If a line includes the word "CancellationToken", it belongs in the count; state the total for the data below and add nothing.

####

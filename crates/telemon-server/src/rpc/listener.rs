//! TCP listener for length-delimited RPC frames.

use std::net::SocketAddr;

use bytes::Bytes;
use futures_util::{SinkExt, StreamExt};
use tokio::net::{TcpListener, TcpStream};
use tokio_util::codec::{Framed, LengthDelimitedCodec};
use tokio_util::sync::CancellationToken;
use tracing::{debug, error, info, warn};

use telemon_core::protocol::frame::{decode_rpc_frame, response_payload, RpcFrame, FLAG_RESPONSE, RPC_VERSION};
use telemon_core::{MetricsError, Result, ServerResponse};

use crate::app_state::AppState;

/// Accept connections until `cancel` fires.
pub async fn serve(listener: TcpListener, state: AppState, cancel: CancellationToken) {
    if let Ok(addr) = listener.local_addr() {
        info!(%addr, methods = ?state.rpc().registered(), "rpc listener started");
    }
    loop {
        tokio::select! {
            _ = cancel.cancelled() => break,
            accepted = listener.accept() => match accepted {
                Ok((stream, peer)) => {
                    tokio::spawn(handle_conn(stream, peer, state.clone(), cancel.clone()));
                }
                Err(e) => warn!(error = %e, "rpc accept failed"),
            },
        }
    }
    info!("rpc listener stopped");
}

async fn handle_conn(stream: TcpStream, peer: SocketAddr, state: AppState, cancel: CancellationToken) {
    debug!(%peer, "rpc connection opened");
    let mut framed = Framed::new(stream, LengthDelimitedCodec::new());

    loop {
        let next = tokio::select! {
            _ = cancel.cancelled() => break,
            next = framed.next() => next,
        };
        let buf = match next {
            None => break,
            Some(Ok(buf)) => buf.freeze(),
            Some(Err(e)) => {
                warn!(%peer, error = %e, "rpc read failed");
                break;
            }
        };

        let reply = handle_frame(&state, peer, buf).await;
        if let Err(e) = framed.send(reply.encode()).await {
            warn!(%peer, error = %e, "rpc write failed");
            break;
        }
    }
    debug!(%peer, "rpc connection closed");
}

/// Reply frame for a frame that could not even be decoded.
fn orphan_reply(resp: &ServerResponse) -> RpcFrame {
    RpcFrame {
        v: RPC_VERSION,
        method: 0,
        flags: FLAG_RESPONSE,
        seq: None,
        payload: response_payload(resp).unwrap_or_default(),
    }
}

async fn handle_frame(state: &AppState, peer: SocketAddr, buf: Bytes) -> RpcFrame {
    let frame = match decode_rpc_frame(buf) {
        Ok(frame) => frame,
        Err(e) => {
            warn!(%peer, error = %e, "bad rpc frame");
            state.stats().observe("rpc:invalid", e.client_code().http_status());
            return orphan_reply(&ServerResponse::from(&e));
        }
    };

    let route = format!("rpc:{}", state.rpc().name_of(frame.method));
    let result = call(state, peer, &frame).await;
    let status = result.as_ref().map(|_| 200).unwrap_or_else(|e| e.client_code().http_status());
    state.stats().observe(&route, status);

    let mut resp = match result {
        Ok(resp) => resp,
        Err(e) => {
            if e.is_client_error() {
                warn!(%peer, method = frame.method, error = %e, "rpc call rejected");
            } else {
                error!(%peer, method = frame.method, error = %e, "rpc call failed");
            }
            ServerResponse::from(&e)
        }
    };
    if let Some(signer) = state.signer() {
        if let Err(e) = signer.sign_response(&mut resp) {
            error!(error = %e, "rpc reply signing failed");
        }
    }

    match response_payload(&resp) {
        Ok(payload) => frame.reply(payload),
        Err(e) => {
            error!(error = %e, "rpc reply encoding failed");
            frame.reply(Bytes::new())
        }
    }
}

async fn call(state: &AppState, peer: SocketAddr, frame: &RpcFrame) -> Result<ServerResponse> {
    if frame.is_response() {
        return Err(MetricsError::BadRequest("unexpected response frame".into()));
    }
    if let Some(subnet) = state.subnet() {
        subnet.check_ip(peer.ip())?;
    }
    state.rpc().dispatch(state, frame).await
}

####

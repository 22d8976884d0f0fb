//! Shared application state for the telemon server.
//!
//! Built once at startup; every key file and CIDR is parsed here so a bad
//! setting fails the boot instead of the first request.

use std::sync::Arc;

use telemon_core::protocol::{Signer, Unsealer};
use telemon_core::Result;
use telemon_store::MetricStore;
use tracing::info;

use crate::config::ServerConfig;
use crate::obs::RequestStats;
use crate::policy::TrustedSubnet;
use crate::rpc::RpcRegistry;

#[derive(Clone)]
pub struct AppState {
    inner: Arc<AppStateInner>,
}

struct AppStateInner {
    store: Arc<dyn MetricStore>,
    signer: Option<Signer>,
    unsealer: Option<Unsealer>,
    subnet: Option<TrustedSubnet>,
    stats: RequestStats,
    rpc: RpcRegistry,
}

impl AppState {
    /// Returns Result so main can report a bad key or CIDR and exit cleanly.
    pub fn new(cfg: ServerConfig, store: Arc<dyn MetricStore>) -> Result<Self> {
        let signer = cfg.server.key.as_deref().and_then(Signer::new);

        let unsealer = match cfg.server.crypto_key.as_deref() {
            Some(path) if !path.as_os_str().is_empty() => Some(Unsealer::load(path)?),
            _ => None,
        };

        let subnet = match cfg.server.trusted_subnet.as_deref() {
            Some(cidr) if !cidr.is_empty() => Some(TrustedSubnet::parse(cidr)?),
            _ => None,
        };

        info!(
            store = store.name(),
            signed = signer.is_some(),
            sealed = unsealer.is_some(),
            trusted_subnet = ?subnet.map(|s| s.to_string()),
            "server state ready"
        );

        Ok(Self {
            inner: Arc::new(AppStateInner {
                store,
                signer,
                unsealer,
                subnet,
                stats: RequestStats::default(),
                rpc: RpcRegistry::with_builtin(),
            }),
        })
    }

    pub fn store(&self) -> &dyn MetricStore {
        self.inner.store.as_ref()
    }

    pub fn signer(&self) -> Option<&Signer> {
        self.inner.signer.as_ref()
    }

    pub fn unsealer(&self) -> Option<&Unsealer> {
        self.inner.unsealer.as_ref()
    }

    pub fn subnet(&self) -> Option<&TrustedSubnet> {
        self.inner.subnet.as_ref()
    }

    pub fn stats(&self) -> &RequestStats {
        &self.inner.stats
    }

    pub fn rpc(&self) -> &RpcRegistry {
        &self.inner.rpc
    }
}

####

◆ Answer section
3